Stored items:
● ● ● ●
//! LaTeX table commands: `@table`, `@table_body`, `@table_caption`

use crate::data::{Cell, Table};
use crate::expand::RenderContext;

use super::{CommandArgs, CommandError, CommandHandler, CommandOutput};

const DEFAULT_MODIFIERS: &str = "h!";

fn lookup_table<'c>(ctx: &'c RenderContext<'_>, name: &str) -> Result<&'c Table, CommandError> {
    ctx.data()
        .table(name)
        .ok_or_else(|| CommandError::TableNotFound {
            name: name.to_string(),
        })
}

/// Formatting options shared by `@table` and `@table_body`
#[derive(Debug, Clone, Copy, PartialEq, Eq)]
pub struct TableOptions {
    /// Maximum number of decimals
    pub precision: usize,
    /// Draw a rule between every row
    pub split_each: bool,
    /// Truncate numbers to integers
    pub cast_to_int: bool,
}

impl Default for TableOptions {
    fn default() -> Self {
        Self {
            precision: 3,
            split_each: false,
            cast_to_int: false,
        }
    }
}

impl TableOptions {
    fn from_args(command: &str, args: &CommandArgs, ctx: &RenderContext<'_>) -> Result<Self, CommandError> {
        Ok(Self {
            precision: args
                .parsed(command, "precision")?
                .unwrap_or(ctx.config().table_precision),
            split_each: args.flag(command, "split_each")?,
            cast_to_int: args.flag(command, "cast_to_int")?,
        })
    }

    pub fn format_cell(&self, cell: &Cell) -> String {
        match cell {
            Cell::Text(text) => text.clone(),
            Cell::Number(n) if self.cast_to_int => format!("{}", n.trunc() as i64),
            Cell::Number(n) => {
                let fixed = format!("{:.*}", self.precision, n);
                let trimmed = if fixed.contains('.') {
                    fixed.trim_end_matches('0').trim_end_matches('.')
                } else {
                    fixed.as_str()
                };
                // values that round to zero keep their sign in `format!`
                match trimmed {
                    "-0" => "0".to_string(),
                    other => other.to_string(),
                }
            }
        }
    }
}

/// Header line and body rows of a table
pub fn render_body(table: &Table, options: &TableOptions) -> String {
    let mut out = String::new();
    if let Some(columns) = table.columns() {
        out.push_str(&columns.join(" & "));
        out.push_str("\\\\\n\\hline\n");
    }
    let separator = if options.split_each { "\n\\hline\n" } else { "\n" };
    let rows: Vec<String> = table
        .rows
        .iter()
        .map(|row| {
            let cells: Vec<String> = row.iter().map(|c| options.format_cell(c)).collect();
            format!("{} \\\\", cells.join(" & "))
        })
        .collect();
    out.push_str(&rows.join(separator));
    out
}

/// Complete `table` environment
pub fn render_table(table: &Table, options: &TableOptions, modifiers: &str) -> String {
    let columns = vec!["c"; table.column_count()].join("|");
    format!(
        "\\begin{{table}}[{modifiers}]\n\
         \\caption{{{caption}}}\n\
         \\label{{{label}}}\n\
         \\begin{{center}}\n\
         \\begin{{tabular}}{{{columns}}}\n\
         \\hline\n\
         {body}\n\
         \\hline\n\
         \\end{{tabular}}\n\
         \\end{{center}}\n\
         \\end{{table}}",
        modifiers = modifiers,
        caption = table.caption(),
        label = table.label(),
        columns = columns,
        body = render_body(table, options),
    )
}

/// `@table||name|modifiers=h!|precision=3|split_each|cast_to_int||`
pub struct TableCommand;

impl CommandHandler for TableCommand {
    fn handle(&self, args: &CommandArgs, ctx: &RenderContext<'_>) -> Result<CommandOutput, CommandError> {
        let table = lookup_table(ctx, args.name("table")?)?;
        let options = TableOptions::from_args("table", args, ctx)?;
        let modifiers = args.keyword("modifiers").unwrap_or(DEFAULT_MODIFIERS);
        Ok(CommandOutput::text(render_table(table, &options, modifiers)))
    }

    fn summary(&self) -> &'static str {
        "full LaTeX table environment"
    }
}

/// `@table_body||name|precision=3|split_each|cast_to_int||`
pub struct TableBodyCommand;

impl CommandHandler for TableBodyCommand {
    fn handle(&self, args: &CommandArgs, ctx: &RenderContext<'_>) -> Result<CommandOutput, CommandError> {
        let table = lookup_table(ctx, args.name("table_body")?)?;
        let options = TableOptions::from_args("table_body", args, ctx)?;
        Ok(CommandOutput::text(render_body(table, &options)))
    }

    fn summary(&self) -> &'static str {
        "table header and rows"
    }
}

/// `@table_caption||name||`
pub struct TableCaptionCommand;

impl CommandHandler for TableCaptionCommand {
    fn handle(&self, args: &CommandArgs, ctx: &RenderContext<'_>) -> Result<CommandOutput, CommandError> {
        let table = lookup_table(ctx, args.name("table_caption")?)?;
        Ok(CommandOutput::text(table.caption()))
    }

    fn summary(&self) -> &'static str {
        "table human name"
    }
}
● ● ● ●
• **TASK ITEM**
Your reply must contain exactly the lines from the first line of the data through the line holding "const DEFAULT_MODIFIERS: &str", and nothing more.

• **TASK ANSWER**
//! LaTeX table commands: `@table`, `@table_body`, `@table_caption`

use crate::data::{Cell, Table};
use crate::expand::RenderContext;

use super::{CommandArgs, CommandError, CommandHandler, CommandOutput};

const DEFAULT_MODIFIERS: &str = "h!";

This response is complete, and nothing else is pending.